Il gruppo consiliare “Le Persone al Centro” commenta :”Ha destato sorpresa, non solo tra i banchi della minoranza, un commento su un post di Facebook dell’assessore alla Polizia Municipale Marilena Rosa. Ma andiamo con ordine“.

Una cittadina scrive un post riguardo al fatto che sabato 27 sarebbero stati fatti controlli sugli ‘shuttle’ per i bikers  mentre sulle spiagge libere non sarebbe stata posta la stessa attenzione. Interviene dunque l’Assessore alla Polizia Municipale (per la quale non vale la regola aurea di non utilizzare i social, a quanto pare) spiegando che ‘vengono fatti controlli sui furgoni non autorizzati che non rispettano le regole e non iscritti al Consozio’“.
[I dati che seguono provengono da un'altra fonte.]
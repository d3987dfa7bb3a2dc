//! Device layer: one wrapper per actuator, owned by [`Subsystems`]
//!
//! Nothing outside this module talks to an [`ActuatorDriver`] directly.
//! Bindings and autonomous routines address devices by [`DeviceId`] and go
//! through [`Subsystems::device_mut`].

pub mod drive;
pub mod error;
pub mod motor;
pub mod pwm;

pub use drive::DriveSubsystem;
pub use error::{DeviceError, DriverError};
pub use motor::{ActuatorDriver, MotorOutputDevice, OutputLog, SimulatedDriver};

use serde::{Deserialize, Serialize};
use std::collections::HashMap;
use std::fmt;
use tracing::{error, info};

use crate::config::{DeviceConfig, DevicesConfig, DriverKind};
use pwm::PwmDriver;

/// Every actuator on the robot.
#[derive(Clone, Copy, Debug, PartialEq, Eq, Hash, PartialOrd, Ord, Serialize, Deserialize)]
#[serde(rename_all = "snake_case")]
pub enum DeviceId {
    FrontLeftDrive,
    RearLeftDrive,
    FrontRightDrive,
    RearRightDrive,
    Shooter,
    Intake,
    IntakeHeight,
    Elevator,
    ElevatorWheel,
}

impl DeviceId {
    pub const ALL: [DeviceId; 9] = [
        DeviceId::FrontLeftDrive,
        DeviceId::RearLeftDrive,
        DeviceId::FrontRightDrive,
        DeviceId::RearRightDrive,
        DeviceId::Shooter,
        DeviceId::Intake,
        DeviceId::IntakeHeight,
        DeviceId::Elevator,
        DeviceId::ElevatorWheel,
    ];

    pub fn is_drive(&self) -> bool {
        DriveSubsystem::MOTORS.contains(self)
    }

    pub fn name(&self) -> &'static str {
        match self {
            DeviceId::FrontLeftDrive => "front_left_drive",
            DeviceId::RearLeftDrive => "rear_left_drive",
            DeviceId::FrontRightDrive => "front_right_drive",
            DeviceId::RearRightDrive => "rear_right_drive",
            DeviceId::Shooter => "shooter",
            DeviceId::Intake => "intake",
            DeviceId::IntakeHeight => "intake_height",
            DeviceId::Elevator => "elevator",
            DeviceId::ElevatorWheel => "elevator_wheel",
        }
    }
}

impl fmt::Display for DeviceId {
    fn fmt(&self, f: &mut fmt::Formatter<'_>) -> fmt::Result {
        f.write_str(self.name())
    }
}

/// The robot context: all devices, built once at startup and passed by
/// `&mut` into every tick.
#[derive(Debug)]
pub struct Subsystems {
    pub drive: DriveSubsystem,
    pub shooter: MotorOutputDevice,
    pub intake: MotorOutputDevice,
    pub intake_height: MotorOutputDevice,
    pub elevator: MotorOutputDevice,
    pub elevator_wheel: MotorOutputDevice,
}

impl Subsystems {
    /// Builds every device with the driver its configuration names.
    pub fn from_config(config: &DevicesConfig) -> Result<Self, DeviceError> {
        let build = |id: DeviceId| -> Result<MotorOutputDevice, DeviceError> {
            let device = config.get(id);
            let driver = open_driver(id, device)?;
            Ok(MotorOutputDevice::new(id, device.port, device.inverted, driver))
        };

        let subsystems = Self {
            drive: DriveSubsystem::new(
                build(DeviceId::FrontLeftDrive)?,
                build(DeviceId::RearLeftDrive)?,
                build(DeviceId::FrontRightDrive)?,
                build(DeviceId::RearRightDrive)?,
            ),
            shooter: build(DeviceId::Shooter)?,
            intake: build(DeviceId::Intake)?,
            intake_height: build(DeviceId::IntakeHeight)?,
            elevator: build(DeviceId::Elevator)?,
            elevator_wheel: build(DeviceId::ElevatorWheel)?,
        };
        info!("Subsystems initialized");
        Ok(subsystems)
    }

    /// All devices simulated regardless of configured driver, with their logs.
    pub fn simulated(config: &DevicesConfig) -> (Self, HashMap<DeviceId, OutputLog>) {
        let mut logs = HashMap::new();
        let mut build = |id: DeviceId| {
            let device = config.get(id);
            let (motor, log) = MotorOutputDevice::simulated(id, device.port, device.inverted);
            logs.insert(id, log);
            motor
        };

        let subsystems = Self {
            drive: DriveSubsystem::new(
                build(DeviceId::FrontLeftDrive),
                build(DeviceId::RearLeftDrive),
                build(DeviceId::FrontRightDrive),
                build(DeviceId::RearRightDrive),
            ),
            shooter: build(DeviceId::Shooter),
            intake: build(DeviceId::Intake),
            intake_height: build(DeviceId::IntakeHeight),
            elevator: build(DeviceId::Elevator),
            elevator_wheel: build(DeviceId::ElevatorWheel),
        };
        (subsystems, logs)
    }

    pub fn device_mut(&mut self, id: DeviceId) -> &mut MotorOutputDevice {
        match id {
            DeviceId::Shooter => &mut self.shooter,
            DeviceId::Intake => &mut self.intake,
            DeviceId::IntakeHeight => &mut self.intake_height,
            DeviceId::Elevator => &mut self.elevator,
            DeviceId::ElevatorWheel => &mut self.elevator_wheel,
            DeviceId::FrontLeftDrive => &mut self.drive.front_left,
            DeviceId::RearLeftDrive => &mut self.drive.rear_left,
            DeviceId::FrontRightDrive => &mut self.drive.front_right,
            DeviceId::RearRightDrive => &mut self.drive.rear_right,
        }
    }

    pub fn devices(&self) -> impl Iterator<Item = &MotorOutputDevice> {
        self.drive.motors().into_iter().chain([
            &self.shooter,
            &self.intake,
            &self.intake_height,
            &self.elevator,
            &self.elevator_wheel,
        ])
    }

    /// Sets every device to zero output. Failures are logged, not returned,
    /// so one broken device cannot keep the others running.
    pub fn neutral_all(&mut self) -> usize {
        let mut failures = 0;
        for id in DeviceId::ALL {
            if let Err(e) = self.device_mut(id).set_output(0.0) {
                error!("Failed to neutralize {}: {}", id, e);
                failures += 1;
            }
        }
        failures
    }
}

fn open_driver(id: DeviceId, config: &DeviceConfig) -> Result<Box<dyn ActuatorDriver>, DeviceError> {
    match config.driver {
        DriverKind::Simulated => {
            let (driver, _log) = SimulatedDriver::new();
            Ok(Box::new(driver))
        }
        DriverKind::Pwm => PwmDriver::open(config.port)
            .map(|driver| Box::new(driver) as Box<dyn ActuatorDriver>)
            .map_err(|e| DeviceError::Driver {
                device: id,
                message: e.to_string(),
            }),
    }
}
Ora, se il commento si fosse fermato al primo periodo, sarebbe giustamente passato in sordina: pare infatti doveroso effettuare controlli affinché tutti rispettino le regole, in particolare modo in questo momento. Ciò che ha invece colpito (e se scorgete gli altri commenti, si è alzato più di un sopracciglio) è l’ultimo periodo, dove sembrerebbe affermarsi che, per effettuare questo servizio, sia necessaria e/o indispensabile anche l’iscrizione al ‘Consorzio Outdoor’“.
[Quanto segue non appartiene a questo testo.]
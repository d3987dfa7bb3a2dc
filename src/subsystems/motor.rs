//! Percent-output motor wrapper and the driver seam beneath it

use std::fmt;
use std::sync::{Arc, Mutex};
use tracing::{debug, warn};

use super::error::{DeviceError, DriverError};
use super::DeviceId;

/// Encoder counts a simulated motor advances per update at full output.
const SIM_COUNTS_PER_UPDATE: f64 = 100.0;

/// The hardware side of one actuator.
///
/// Implementations receive the already inverted percent output.
pub trait ActuatorDriver: Send {
    fn set_percent_output(&mut self, output: f64) -> Result<(), DriverError>;

    /// Raw sensor position in driver units
    fn sensor_position(&self) -> f64;

    fn set_sensor_position(&mut self, position: f64) -> Result<(), DriverError>;
}

/// Shared view of what a [`SimulatedDriver`] was commanded.
#[derive(Clone, Debug, Default)]
pub struct OutputLog {
    outputs: Arc<Mutex<Vec<f64>>>,
}

impl OutputLog {
    pub fn outputs(&self) -> Vec<f64> {
        match self.outputs.lock() {
            Ok(outputs) => outputs.clone(),
            Err(poisoned) => poisoned.into_inner().clone(),
        }
    }

    pub fn last(&self) -> Option<f64> {
        self.outputs().last().copied()
    }

    fn push(&self, output: f64) {
        match self.outputs.lock() {
            Ok(mut outputs) => outputs.push(output),
            Err(poisoned) => poisoned.into_inner().push(output),
        }
    }
}

/// Driver without hardware: records every command and integrates a position.
#[derive(Debug, Default)]
pub struct SimulatedDriver {
    log: OutputLog,
    position: f64,
}

impl SimulatedDriver {
    pub fn new() -> (Self, OutputLog) {
        let driver = Self::default();
        let log = driver.log.clone();
        (driver, log)
    }
}

impl ActuatorDriver for SimulatedDriver {
    fn set_percent_output(&mut self, output: f64) -> Result<(), DriverError> {
        self.log.push(output);
        self.position += output * SIM_COUNTS_PER_UPDATE;
        Ok(())
    }

    fn sensor_position(&self) -> f64 {
        self.position
    }

    fn set_sensor_position(&mut self, position: f64) -> Result<(), DriverError> {
        self.position = position;
        Ok(())
    }
}

/// One actuator with a validated percent-output setter.
pub struct MotorOutputDevice {
    id: DeviceId,
    port: u8,
    inverted: bool,
    driver: Box<dyn ActuatorDriver>,
    last_output: f64,
}

impl fmt::Debug for MotorOutputDevice {
    fn fmt(&self, f: &mut fmt::Formatter<'_>) -> fmt::Result {
        f.debug_struct("MotorOutputDevice")
            .field("id", &self.id)
            .field("port", &self.port)
            .field("inverted", &self.inverted)
            .field("last_output", &self.last_output)
            .finish()
    }
}

impl MotorOutputDevice {
    pub fn new(id: DeviceId, port: u8, inverted: bool, driver: Box<dyn ActuatorDriver>) -> Self {
        debug!(
            "Creating {} on port {} (inverted: {})",
            id, port, inverted
        );
        Self {
            id,
            port,
            inverted,
            driver,
            last_output: 0.0,
        }
    }

    /// Device backed by a [`SimulatedDriver`], plus the log of its commands.
    pub fn simulated(id: DeviceId, port: u8, inverted: bool) -> (Self, OutputLog) {
        let (driver, log) = SimulatedDriver::new();
        (Self::new(id, port, inverted, Box::new(driver)), log)
    }

    pub fn id(&self) -> DeviceId {
        self.id
    }

    /// Last successfully committed output, before inversion.
    pub fn last_output(&self) -> f64 {
        self.last_output
    }

    /// Commands `value` as percent output.
    ///
    /// Values outside [-1, 1] are rejected rather than clamped; the last
    /// committed output stays as it was.
    pub fn set_output(&mut self, value: f64) -> Result<(), DeviceError> {
        if !value.is_finite() || !(-1.0..=1.0).contains(&value) {
            warn!("Rejecting output {} for {}", value, self.id);
            return Err(DeviceError::InvalidOutput {
                device: self.id,
                value,
            });
        }

        let commanded = if self.inverted { -value } else { value };
        self.driver
            .set_percent_output(commanded)
            .map_err(|e| DeviceError::Driver {
                device: self.id,
                message: e.to_string(),
            })?;

        self.last_output = value;
        Ok(())
    }

    /// Sensor position with the sign discarded.
    ///
    /// The magnitude is all callers get: direction of travel is lost. Kept as
    /// the intake height has always been read this way.
    pub fn get_position(&self) -> f64 {
        self.driver.sensor_position().abs()
    }

    pub fn reset_position(&mut self) -> Result<(), DeviceError> {
        debug!("Resetting sensor position of {}", self.id);
        self.driver
            .set_sensor_position(0.0)
            .map_err(|e| DeviceError::Driver {
                device: self.id,
                message: e.to_string(),
            })
    }
}

#[cfg(test)]
mod tests {
    use super::*;
    use proptest::prelude::*;

    struct FailingDriver;

    impl ActuatorDriver for FailingDriver {
        fn set_percent_output(&mut self, _output: f64) -> Result<(), DriverError> {
            Err(DriverError("bus off".to_string()))
        }

        fn sensor_position(&self) -> f64 {
            0.0
        }

        fn set_sensor_position(&mut self, _position: f64) -> Result<(), DriverError> {
            Err(DriverError("bus off".to_string()))
        }
    }

    #[test]
    fn inverted_device_flips_the_commanded_sign() {
        let (mut device, log) = MotorOutputDevice::simulated(DeviceId::Shooter, 5, true);
        device.set_output(0.8).unwrap();
        assert_eq!(log.outputs(), vec![-0.8]);
        assert_eq!(device.last_output(), 0.8);
    }

    #[test]
    fn position_is_reported_without_sign() {
        let (mut device, _log) = MotorOutputDevice::simulated(DeviceId::IntakeHeight, 7, false);
        device.set_output(-0.5).unwrap();
        assert_eq!(device.get_position(), 50.0);

        device.reset_position().unwrap();
        assert_eq!(device.get_position(), 0.0);
    }

    #[test]
    fn driver_failure_keeps_last_output() {
        let mut device = MotorOutputDevice::new(DeviceId::Intake, 6, false, Box::new(FailingDriver));
        let err = device.set_output(0.3).unwrap_err();
        assert!(matches!(err, DeviceError::Driver { device: DeviceId::Intake, .. }));
        assert_eq!(device.last_output(), 0.0);
        assert!(device.reset_position().is_err());
    }

    #[test]
    fn nan_is_rejected() {
        let (mut device, log) = MotorOutputDevice::simulated(DeviceId::Elevator, 8, false);
        assert!(device.set_output(f64::NAN).is_err());
        assert!(log.outputs().is_empty());
    }

    proptest! {
        #[test]
        fn negated_outputs_are_recorded_as_negations(v in -1.0f64..=1.0) {
            let (mut device, log) = MotorOutputDevice::simulated(DeviceId::Intake, 6, false);
            device.set_output(v).unwrap();
            device.set_output(-v).unwrap();

            let outputs = log.outputs();
            prop_assert_eq!(outputs.len(), 2);
            prop_assert_eq!(outputs[0], -outputs[1]);
        }

        #[test]
        fn out_of_range_output_is_rejected_and_state_kept(
            start in -1.0f64..=1.0,
            magnitude in 1.000_001f64..1e6,
            negative in any::<bool>(),
        ) {
            let v = if negative { -magnitude } else { magnitude };
            let (mut device, log) = MotorOutputDevice::simulated(DeviceId::ElevatorWheel, 9, false);
            device.set_output(start).unwrap();

            let err = device.set_output(v).unwrap_err();
            prop_assert_eq!(err, DeviceError::InvalidOutput { device: DeviceId::ElevatorWheel, value: v });
            prop_assert_eq!(device.last_output(), start);
            prop_assert_eq!(log.outputs(), vec![start]);
        }
    }
}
Se ciò è quanto si è voluto affermare, la sola idea apparirebbe quantomeno singolare: per svolgere l’attività di ‘bike shuttle’, se il trasporto è retribuito, servirebbe infatti una licenza di trasporto persone, noleggio o taxi, e quindi un mezzo immatricolato in conto terzi, senza dimenticare, in questo particolare periodo, il rispetto di tutte le relative disposizioni di sicurezza. Nessuna norma richiede l’iscrizione o l’affiliazione a qualunque consorzio o associazione e nessuna prevede zone di salvaguardia per chi lo abbia fatto“.

L’inopportuna affermazione di una patente di legittimità determinata dall’appartenenza ad un qualunque Consorziooltre ad essere insolita, introduce ulteriore incertezza su un’attività che, per la sua dimensione, andrebbe invece disciplinata secondo le norme in vigore, soprattutto per garantire la necessaria professionalità e sicurezza. Come alcuni lettori, sul punto rimaniamo perplessi e ne raccogliamo, dunque, lo stupore, invitando l’assessore alla Polizia Municipale a fugare ogni dubbio sorto attraverso la sua infelice frase“.

L’outdoor è un argomento troppo importante per generare facili aspettative e la significativa diffusione del ‘servizio navetta’ richiede decisamente una compiuta disciplina, che ne assicuri efficienza e sicurezza. L’unico lasciapassare valido, come ovvio, non può che essere il rispetto delle norme, tutto il resto non fa che alimentare incertezza e confusione“.